Chong Hink Bank AT1 capital issue raises possibility of EPS dilution
Bonds will boost Tier-1 and total CAR.
It has been reported that CHB will issue USD300m of convertible perpetual bonds with a coupon rate of 6.5-6.625%.
According to a research note from Maybank Kim Eng, these bonds will be regarded as “Additional Tier-1 (AT1) capital”. The report estimated that this will help boost its Tier-1 CAR and total CAR by 3.7ppts.
Assuming CHB will use the proceeds to invest in securities with gross return of 5%, Maybank Kim Eng lowers it NIM forecasts for CHB from 1.51% to 1.42-1.44% for 2015-16. As such, it also estimates there will be EPS dilution of 4.2-4.6% during 2015-16.
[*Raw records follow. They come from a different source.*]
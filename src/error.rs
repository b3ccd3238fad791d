//! Error types for chainkv
//!
//! Provides a unified error type for all operations.

use thiserror::Error;

/// Result type alias using StoreError
pub type Result<T> = std::result::Result<T, StoreError>;

/// Unified error type for chainkv operations
#[derive(Debug, Error)]
pub enum StoreError {
    // -------------------------------------------------------------------------
    // Key Errors
    // -------------------------------------------------------------------------
    #[error("Key already exists: {0:?}")]
    KeyAlreadyExists(String),

    #[error("Key not found: {0:?}")]
    KeyNotFound(String),

    // -------------------------------------------------------------------------
    // I/O Errors
    // -------------------------------------------------------------------------
    #[error("IO error: {0}")]
    Io(#[from] std::io::Error),

    // -------------------------------------------------------------------------
    // Persistence Errors
    // -------------------------------------------------------------------------
    /// Input file is malformed (bad text line, truncated binary record)
    #[error("Parse error: {0}")]
    Parse(String),

    /// An entry cannot be represented in the requested file format
    #[error("Encoding error: {0}")]
    Encoding(String),

    // -------------------------------------------------------------------------
    // Configuration Errors
    // -------------------------------------------------------------------------
    #[error("Configuration error: {0}")]
    Config(String),
}
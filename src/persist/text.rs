//! Text persistence
//!
//! One entry per line: `key<delimiter>value\n`. There is no escaping.
//! Loading splits on the first delimiter, so values may contain it but
//! keys may not, and neither may contain a line break. Entries that
//! break those rules are rejected at save time.

use std::fs::{File, OpenOptions};
use std::io::{BufRead, BufReader, BufWriter, ErrorKind, Write};
use std::path::Path;

use crate::error::{Result, StoreError};
use crate::table::KeyValueStore;

use super::abort_load;

/// Write every entry of `store` to `path`, truncating the file
///
/// All entries are checked before the file is opened, so an
/// unrepresentable entry leaves any existing file untouched.
pub fn save(store: &KeyValueStore, path: &Path) -> Result<()> {
    let delimiter = store.config().text_delimiter;

    for (key, value) in store {
        check_encodable(key, value, delimiter)?;
    }

    let file = OpenOptions::new()
        .create(true)
        .write(true)
        .truncate(true)
        .open(path)?;
    let mut writer = BufWriter::new(file);

    for (key, value) in store {
        writeln!(writer, "{}{}{}", key, delimiter, value)?;
    }
    writer.flush()?;

    tracing::debug!(path = %path.display(), entries = store.len(), "saved text file");
    Ok(())
}

/// Insert every line of `path` into `store`
pub fn load(store: &mut KeyValueStore, path: &Path) -> Result<()> {
    let delimiter = store.config().text_delimiter;
    let reader = BufReader::new(File::open(path)?);
    let mut applied = 0;

    for (index, line) in reader.lines().enumerate() {
        let line_no = index + 1;

        let line = match line {
            Ok(line) => line,
            Err(e) if e.kind() == ErrorKind::InvalidData => {
                let err = StoreError::Parse(format!("line {}: not valid UTF-8", line_no));
                return Err(abort_load(path, applied, err));
            }
            Err(e) => return Err(abort_load(path, applied, e.into())),
        };

        let (key, value) = match line.split_once(delimiter) {
            Some(pair) => pair,
            None => {
                let err = StoreError::Parse(format!(
                    "line {}: missing delimiter {:?}",
                    line_no, delimiter
                ));
                return Err(abort_load(path, applied, err));
            }
        };

        if let Err(err) = store.insert(key, value) {
            return Err(abort_load(path, applied, err));
        }
        applied += 1;
    }

    tracing::debug!(path = %path.display(), entries = applied, "loaded text file");
    Ok(())
}

fn check_encodable(key: &str, value: &str, delimiter: char) -> Result<()> {
    if key.contains(delimiter) {
        return Err(StoreError::Encoding(format!(
            "key {:?} contains the delimiter {:?}",
            key, delimiter
        )));
    }

    let has_line_break = |s: &str| s.contains(|c: char| c == '\n' || c == '\r');
    if has_line_break(key) || has_line_break(value) {
        return Err(StoreError::Encoding(format!(
            "entry {:?} contains a line break",
            key
        )));
    }

    Ok(())
}
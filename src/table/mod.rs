//! Table Module
//!
//! The in-memory hash table.
//!
//! ## Responsibilities
//! - Map each key to exactly one bucket via a stable hash
//! - Resolve collisions by chaining within the bucket
//! - Reject duplicate keys on insert
//! - Enumerate entries in bucket-then-chain order
//!
//! ## Data Structure Choice
//! A `Vec` of `Vec<Entry>` buckets, sized once at construction:
//! - Chains preserve insertion order (persistence writes that order)
//! - No rehashing: the bucket count is a configuration choice, and
//!   heavy load degrades lookups to a linear chain scan

pub mod hash;
mod store;

pub use store::{Entries, KeyValueStore};

/// A single key/value pair stored in a bucket chain
#[derive(Debug, Clone, PartialEq, Eq)]
pub struct Entry {
    pub key: String,
    pub value: String,
}

impl Entry {
    pub fn new(key: impl Into<String>, value: impl Into<String>) -> Self {
        Self {
            key: key.into(),
            value: value.into(),
        }
    }
}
Here's more from Maybank Kim Eng:
A need to replenish equity capital in 2015. Apart from EPS dilution, the issue of AT1 capital will increase CHB’s risk-weighted assets by about HKD1.1b during 2014-16 if we assume the new investment in securities carries a risk-weight of 50%.
Consequently, we lower our CET1 CAR forecast from 11% to 10.7-10.8% for 2015-16. This should be lower than the minimum regulatory requirement of 11%, implying potential equity capital replenishment in 2015.
We still expect potential privatization in 1H15. If the parent company, Yue Xiu Financial Holdings (YXFH) privatizes CHB, it will have greater flexibility to inject capital into CHB without any concerns of diluting its shareholding.
The recent acquisition of Wing Hang Bank (WHB) by OCBC was based on 2.05x P/BV. Our 2016 ROE forecast for CHB is 10.2%, which is lower than that of WHB (~12%).
Based on this, we estimate the fair acquisition P/BV for 100% of CHB should be about 1.8x (or HKD14.4b based on Jun 2014 BV of HKD18.36).
YXFH spent a total of HKD11.6b to acquire a 75% stake in CHB in Feb 2014. Hence, the fair value for the remaining 25% should be HKD2.8b or HKD25.75 per share.